J. C. G.
De los 250 estudiantes que ayer iniciaron el curso en la Escuela Superior de Arte de Asturias, 79 pisaron por primera vez el centro ubicado en el palacio de Camposagrado. Un espectacular aumento en el número de nuevas matrículas, que se acentúa aún más en el caso de la especialidad de Restauración.
Así, a pesar de que los estudios de Restauración se imparte en las instalaciones del centro de Formación Profesional de Valliniello, -la nueva sede proyectada en el entorno del Niemeyer permitirá agrupar los estudios de la Escuela de Arte-, un total de 28 jóvenes han decidido iniciar los estudios de la especialidad, un dato que la dirección del centro celebra sobremanera. Por lo demás, el centro de disciplinas también ha experimentado un crecimiento, aunque menos acusado. De esta manera, Diseño Gráfico ha registrado 30 altas por 21 de Diseño de Producto.

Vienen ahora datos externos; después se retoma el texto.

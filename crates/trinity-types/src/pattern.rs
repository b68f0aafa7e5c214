use chrono::{DateTime, Utc};
use serde::de::{self, Deserializer, Visitor};
use serde::{Deserialize, Serialize, Serializer};
use serde_json::Value;
use std::fmt;

/// Kind of pattern detected by WITNESS. The set is open-ended (spec: "one of
/// {failure, opportunity, user_intent, ...}"), so known kinds get their own
/// variant for exhaustive matching in ARCHITECT's complexity scoring, with
/// `Other` carrying anything a pattern detector invents.
#[derive(Debug, Clone, PartialEq, Eq, Hash)]
pub enum PatternType {
    Failure,
    Opportunity,
    UserIntent,
    ConstitutionalViolation,
    CodeDuplication,
    MissingTests,
    Other(String),
}

impl PatternType {
    pub fn as_str(&self) -> &str {
        match self {
            PatternType::Failure => "failure",
            PatternType::Opportunity => "opportunity",
            PatternType::UserIntent => "user_intent",
            PatternType::ConstitutionalViolation => "constitutional_violation",
            PatternType::CodeDuplication => "code_duplication",
            PatternType::MissingTests => "missing_tests",
            PatternType::Other(s) => s,
        }
    }

    pub fn parse(s: &str) -> Self {
        match s {
            "failure" => PatternType::Failure,
            "opportunity" => PatternType::Opportunity,
            "user_intent" => PatternType::UserIntent,
            "constitutional_violation" => PatternType::ConstitutionalViolation,
            "code_duplication" => PatternType::CodeDuplication,
            "missing_tests" => PatternType::MissingTests,
            other => PatternType::Other(other.to_string()),
        }
    }
}

impl fmt::Display for PatternType {
    fn fmt(&self, f: &mut fmt::Formatter<'_>) -> fmt::Result {
        write!(f, "{}", self.as_str())
    }
}

impl Serialize for PatternType {
    fn serialize<S: Serializer>(&self, serializer: S) -> Result<S::Ok, S::Error> {
        serializer.serialize_str(self.as_str())
    }
}

impl<'de> Deserialize<'de> for PatternType {
    fn deserialize<D: Deserializer<'de>>(deserializer: D) -> Result<Self, D::Error> {
        struct PatternTypeVisitor;
        impl Visitor<'_> for PatternTypeVisitor {
            type Value = PatternType;
            fn expecting(&self, f: &mut fmt::Formatter<'_>) -> fmt::Result {
                f.write_str("a pattern type string")
            }
            fn visit_str<E: de::Error>(self, v: &str) -> Result<PatternType, E> {
                Ok(PatternType::parse(v))
            }
        }
        deserializer.deserialize_str(PatternTypeVisitor)
    }
}

/// A durable, deduplicated pattern row (§3 of the spec).
#[derive(Debug, Clone, Serialize, Deserialize)]
pub struct Pattern {
    pub id: i64,
    pub pattern_type: PatternType,
    pub pattern_name: String,
    pub content: String,
    pub confidence: f64,
    pub evidence_count: u32,
    pub times_seen: u32,
    pub times_successful: u32,
    pub created_at: DateTime<Utc>,
    pub last_seen: DateTime<Utc>,
    #[serde(default)]
    pub metadata: Option<Value>,
    pub embedding_id: Option<i64>,
}

impl Pattern {
    /// `success_rate` per spec.md §9's resolution of the ambiguous source
    /// behavior: clamp `times_successful` to `times_seen` before dividing,
    /// and never divide by zero.
    pub fn success_rate(&self) -> f64 {
        let successful = self.times_successful.min(self.times_seen);
        successful as f64 / self.times_seen.max(1) as f64
    }
}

El jefe de estudios de la Escuela de Arte de Asturias, Carlos Suárez, no pudo ocultar ayer su satisfacción por el crecimiento en el número de matrículas, un fenómeno que el directivo relaciona con el buen nombre que el centro se ha creado tanto en Asturias como en las provincias limítrofes. «La escuela mantiene convenios de colaboración con el Museo del Prado, con el Gobierno de México, con centros de arte de Estados Unidos... Es un currículo muy apetecible y que ofrece cosas que no hay en otras escuelas de arte del norte de España», indica Carlos Suárez para explicar el aumento del número de alumnos.